On Thursday, Mr Romney had claimed he paid at least 13 per cent of his income in taxes each year for the past decade.
In a political stunt that dominated yesterday’s news, Mr Obama’s campaign manager, Jim Messina, wrote to his Republican counterpart, Matt Rhoades, saying: “I am writing to ask again that the governor release multiple years of tax returns, but also to make an offer that should address his concerns about the additional disclosures.”
Mr Romney has released his 2010 returns, and promised to release forms for 2011. But he insists he will not divulge more, because that would only lead to further demands. “I am prepared to provide assurances on just that point,” Mr Messina wrote.
“If the governor will release five years of returns, I commit in turn that we will not criticise him for not releasing more . . . for the rest of the campaign.”
Mr Rhoades refused the offer, saying it was clear the president “wants nothing more than to talk about Governor Romney’s tax returns instead of the issues that matter to voters, like putting Americans back to work, fixing the economy and reining in spending”.
Mr Romney discussed his taxes at an impromptu press conference at an airport in South Carolina on Thursday. Liberal media mocked the terrible visuals of the event, where Mr Romney stood in front of a prison-like black wrought iron fence and a cactus plant, and wrote notes on Medicare policy on a white board with a felt marker.
“The fascination with taxes I paid I find to be very small-minded,” Mr Romney says in a clip from the press conference posted online by the Obama campaign.
The same advertisement notes that the budget proposed by Mr Romney’s running mate, Paul Ryan, would eliminate taxes on interest, capital gains and dividends, thus reducing Mr Romney’s tax burden to 1 per cent.
Mr Romney, whose fortune is estimated at $250 million, says Americans will “just have to take my word” that he is in compliance with tax law. In 2002, when he was standing for governor of Massachusetts, he testified to a state panel that he fulfilled residency requirements by paying taxes in Massachusetts while residing in Utah. The claim was later shown to be false, Rachel Maddow reported on MSNBC.
Mr Ryan also tripped up over money matters in recent days. On Thursday night, he issued a statement admitting that, contrary to earlier denials, he had requested funds from the 2009 stimulus Bill for his constituency in Wisconsin, obtaining some $20 million in stimulus funds as the result of legislation he opposed.

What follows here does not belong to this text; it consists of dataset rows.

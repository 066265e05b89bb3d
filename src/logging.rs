//! Tracing setup

use crate::types::SyncError;
use tracing_subscriber::{fmt, layer::SubscriberExt, util::SubscriberInitExt, EnvFilter};

/// Filter level for a `-v` count
pub fn level_for(verbosity: u8) -> &'static str {
    match verbosity {
        0 => "warn",
        1 => "info",
        2 => "debug",
        _ => "trace",
    }
}

/// Install the global subscriber writing to stderr.
///
/// `RUST_LOG` takes precedence over `verbosity`. Fails if a subscriber is
/// already installed.
pub fn init(verbosity: u8) -> Result<(), SyncError> {
    let filter = EnvFilter::try_from_default_env()
        .unwrap_or_else(|_| EnvFilter::new(format!("davsync={}", level_for(verbosity))));

    tracing_subscriber::registry()
        .with(filter)
        .with(
            fmt::layer()
                .with_writer(std::io::stderr)
                .with_target(verbosity >= 2)
                .with_thread_ids(false)
                .with_file(verbosity >= 3)
                .with_line_number(verbosity >= 3),
        )
        .try_init()
        .map_err(|e| SyncError::Io(std::io::Error::other(e.to_string())))
}
//! Change detection

mod compare;

pub use compare::needs_transfer;
//! Terminal output

pub mod progress;
pub mod summary;

pub use progress::ProgressReporter;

The Wall Street Journal and Boston Globe found letters Mr Ryan wrote to the secretaries for energy and labour saying that government support for energy conservation projects in Wisconsin would create jobs. Mr Ryan said he had forgotten having written the letters as a favour to constituents and insisted that, “Regardless, it’s clear that the Obama stimulus did nothing to stimulate the economy, and now the president is asking to do it all over again.”
Like other Republicans who were vetted as potential running mates, Mr Ryan provided several years of tax returns to the Romney campaign. USA Today reported that in June he amended two years of financial disclosure statements to include a trust worth between $1 million and $5 million, which generated between $100,000 and $1 million in income last year.
The trust was part of his wife’s inheritance and Mr Ryan said the failure to list it was an “inadvertent omission”.